Identifying the most pronounced sources of stress in your life is rarely difficult. However, pinpointing some of the less overt stress triggers is more challenging. Understanding how multiple sources of stress in your life act in concert to create your own individualized risk and resiliency profile is even more complex.

One thing we know with certainty is that your health and wellness cannot be compartmentalized. No area of your life is exempt from impact if one or more other areas of your life are burdened with high stress. Similarly, just as no discrete part of your life is singularly impacted by high-stress exposure, you are not the only one impacted. Your stress level has many consequences for your organization’s health that manifest in terms of direct and indirect costs as well as detrimental effects on the work environment. As a result, your organization has a vested interest in your ability to effectively address stress and burnout, because your wellness drives your organization’s performance. Accordingly, creation of a robust organizational wellness infrastructure and implementation of research and experience based stress-management programs should be embraced as a central operational priority.

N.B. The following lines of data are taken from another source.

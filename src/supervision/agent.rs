//! Agents and the supervisor that owns them.

use std::collections::HashMap;
use std::sync::atomic::{AtomicU64, Ordering};
use std::sync::{Arc, Mutex};

use async_trait::async_trait;
use futures::future::join_all;
use tracing::{debug, info};

use super::{lock, Signal};

/// A long-lived component with a cooperative shutdown protocol.
///
/// - `ready`: fired once the agent is initialized
/// - `stopping`: fired when shutdown has been requested
/// - `stopped`: fired once the agent has released its resources
/// - `completed`: fired last; nothing of the agent is running anymore
#[async_trait]
pub trait Agent: Send + Sync {
    fn name(&self) -> &str;

    fn ready(&self) -> &Signal;

    fn completed(&self) -> &Signal;

    fn stopping(&self) -> &Signal;

    fn stopped(&self) -> &Signal;

    /// Request shutdown and wait for completion.
    async fn stop(&self, reason: &str);
}

/// The four signals every agent exposes, bundled.
#[derive(Debug, Clone, Default)]
pub struct AgentLifecycle {
    pub ready: Signal,
    pub completed: Signal,
    pub stopping: Signal,
    pub stopped: Signal,
}

impl AgentLifecycle {
    pub fn new() -> Self {
        Self::default()
    }

    /// Fire `stopped` then `completed`.
    pub fn finish(&self) {
        self.stopping.fire();
        self.stopped.fire();
        self.completed.fire();
    }
}

/// An agent owning child agents.
///
/// Children are removed as soon as they complete. Stopping the supervisor
/// stops every remaining child in parallel.
pub struct Supervisor {
    name: String,
    lifecycle: AgentLifecycle,
    children: Arc<Mutex<HashMap<u64, Arc<dyn Agent>>>>,
    next_id: AtomicU64,
}

impl Supervisor {
    pub fn new(name: impl Into<String>) -> Self {
        let lifecycle = AgentLifecycle::new();
        lifecycle.ready.fire();
        Self {
            name: name.into(),
            lifecycle,
            children: Arc::new(Mutex::new(HashMap::new())),
            next_id: AtomicU64::new(0),
        }
    }

    /// Take ownership of `agent` until it completes.
    pub fn add(&self, agent: Arc<dyn Agent>) {
        let id = self.next_id.fetch_add(1, Ordering::Relaxed);
        debug!(supervisor = %self.name, child = %agent.name(), "Adding child agent");
        lock(&self.children).insert(id, agent.clone());

        let children = self.children.clone();
        tokio::spawn(async move {
            agent.completed().wait().await;
            if lock(&children).remove(&id).is_some() {
                debug!(child = %agent.name(), "Child agent completed, removed");
            }
        });
    }

    pub fn child_count(&self) -> usize {
        lock(&self.children).len()
    }
}

#[async_trait]
impl Agent for Supervisor {
    fn name(&self) -> &str {
        &self.name
    }

    fn ready(&self) -> &Signal {
        &self.lifecycle.ready
    }

    fn completed(&self) -> &Signal {
        &self.lifecycle.completed
    }

    fn stopping(&self) -> &Signal {
        &self.lifecycle.stopping
    }

    fn stopped(&self) -> &Signal {
        &self.lifecycle.stopped
    }

    async fn stop(&self, reason: &str) {
        self.lifecycle.stopping.fire();
        let children: Vec<_> = lock(&self.children).values().cloned().collect();
        info!(
            supervisor = %self.name,
            children = children.len(),
            reason = %reason,
            "Stopping supervisor"
        );
        join_all(children.iter().map(|child| child.stop(reason))).await;
        lock(&self.children).clear();
        self.lifecycle.finish();
    }
}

A comprehensive approach to stress management requires a thorough understanding of the many sources of stress in your life as well an appreciation of all the sources of support and resilience. This provides a balanced framework to examine the wide-ranging impacts of stress on your physical and mental health, your professional and personal relationships, and your overall capacity to function optimally. Gaining an accurate understanding and awareness of your stress profile supports meaningful actions and the development of a comprehensive wellness plan that will reduce the negative impacts of stress on your mind, body, relationships and performance. Consider the following integral steps to raising awareness and spurring meaningful progress :

 

What Does My Risk Profile Look Like?

Gaining an accurate awareness of your stress risk and resiliency profile in your professional and personal life is an important initial step toward enhanced wellness. There will be factors that are supportive and resilience building and other factors that increase your experienced stress. With respect to your professional life, for example, consider factors such as workload, level of control, job demands, role ambiguity, and compensation and advancement opportunities. Also consider your individual risk factors such as work/family conflict, and your belief in the value of your work. Consider the same in your personal life. This analysis helps you determine how at risk you are to develop stress and trauma symptoms.

 

How Well Am I Taking Care Of Myself?

Our bodies and minds are not designed to sustain consistent exposure to high levels of chronic stress. Evaluate what you are currently doing to manage your stress professionally and personally. Take a holistic approach to your self-assessment because a balanced lifestyle is central to effective self-care. Often we find that our self-care may be quite good in some areas of our lives and neglected in others. The more balanced we are, the more we are able to cope with the stresses and demands that we face. Unfortunately, many of us find ourselves caught in a tornado of work, family responsibilities, household tasks, and other personal obligations. Life can then become a succession of stressful events, deadlines and obligations, leaving little opportunity for renewal or even for simple pleasures. Consider what steps you are currently taking to manage your self-care physically, psychologically and emotionally, cognitively, behaviorally, interpersonally and spiritually.

 

What Is My Stress Symptom Profile?

We know that chronic stress plays a central role in the development of stress-related physical and mental health challenges, cognitive functioning, professional and personal relationships, and the ability to see life with optimism, hope and energy. Once you have established your risk and resiliency profile and your self-care profile, consider your individual profile of stress symptoms and effects, focusing on physical health challenges such as stress-related illness and disease, and mental health consequences such as depression, anxiety disorders, and substance abuse. It is also essential to probe the specific symptoms you experience relating to job stress, burnout, harassment, and exposure to direct and vicarious trauma.

 

Where Do I Go From Here?

In moving from awareness to action, it is essential that you acknowledge and accept the magnitude of your stress symptoms and commit to developing an active and practical wellness plan. That wellness plan should be constructed to allow you to recover from any existing stress effects, to then maintain a level of self-care that matches the level of demands placed on you, and to engage in proactive practices to increase your resilience. Ultimately, to succeed in enhancing your individual wellness and, in turn, your organization’s health, you must build a comprehensive lifestyle that supports and sustains you through work and personal stresses. Sustainability rests on the principle that you have to replace that which has been depleted. If you are going to be a productive, active, effective person and teammate, you need to be well-nourished at all levels. To make durable changes in your professional and personal life, you and your key stakeholders must partner in:

  • Making a serious commitment to address the impact of stress in your lives,
  • Taking responsibility for what you choose to do about your stress-management
  • Taking action from an attitude of care, concern and respect.

We need to clearly understand that for both individuals and organizations to flourish, we must treat our individual and collective wellness as a central operational imperative.